● Work required: Go through the data and copy each line where the string "EventSource" appears.

(Records from a dataset)
■ ■ ■ ■ ■

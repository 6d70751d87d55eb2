//! Surface backends for conkit.
//!
//! - [`MemorySurface`]: in-memory grid and scripted input, for tests and
//!   headless runs
//! - [`UnixTerminal`]: raw-mode VT terminal on stdin/stdout (Unix only)
//! - [`debug`]: file logger enabled through `CONKIT_DEBUG`

use std::sync::Arc;

pub use conkit_core::{CellSurface, ConsoleError, ConsoleResult, EventSource};

pub mod debug;
pub mod mock;

#[cfg(unix)]
mod unix;

pub use mock::MemorySurface;

#[cfg(unix)]
pub use unix::UnixTerminal;

/// One backend viewed both as the drawing surface and as the input source
#[derive(Clone)]
pub struct TerminalHandle {
    pub surface: Arc<dyn CellSurface>,
    pub source: Arc<dyn EventSource>,
}

impl TerminalHandle {
    pub fn new<T>(terminal: T) -> Self
    where
        T: CellSurface + EventSource + 'static,
    {
        Self::shared(Arc::new(terminal))
    }

    pub fn shared<T>(terminal: Arc<T>) -> Self
    where
        T: CellSurface + EventSource + 'static,
    {
        Self {
            surface: terminal.clone(),
            source: terminal,
        }
    }
}

/// Open the native terminal of the current platform, not yet initialized
pub fn create_terminal() -> ConsoleResult<TerminalHandle> {
    #[cfg(unix)]
    {
        Ok(TerminalHandle::new(UnixTerminal::new()?))
    }

    #[cfg(not(unix))]
    {
        Err(ConsoleError::UnsupportedFeature {
            feature: "terminal surface".to_string(),
            platform: std::env::consts::OS.to_string(),
        })
    }
}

■ ■ ■ ■ ■

● Written answer:
pub use conkit_core::{CellSurface, ConsoleError, ConsoleResult, EventSource};
    pub source: Arc<dyn EventSource>,
        T: CellSurface + EventSource + 'static,
        T: CellSurface + EventSource + 'static,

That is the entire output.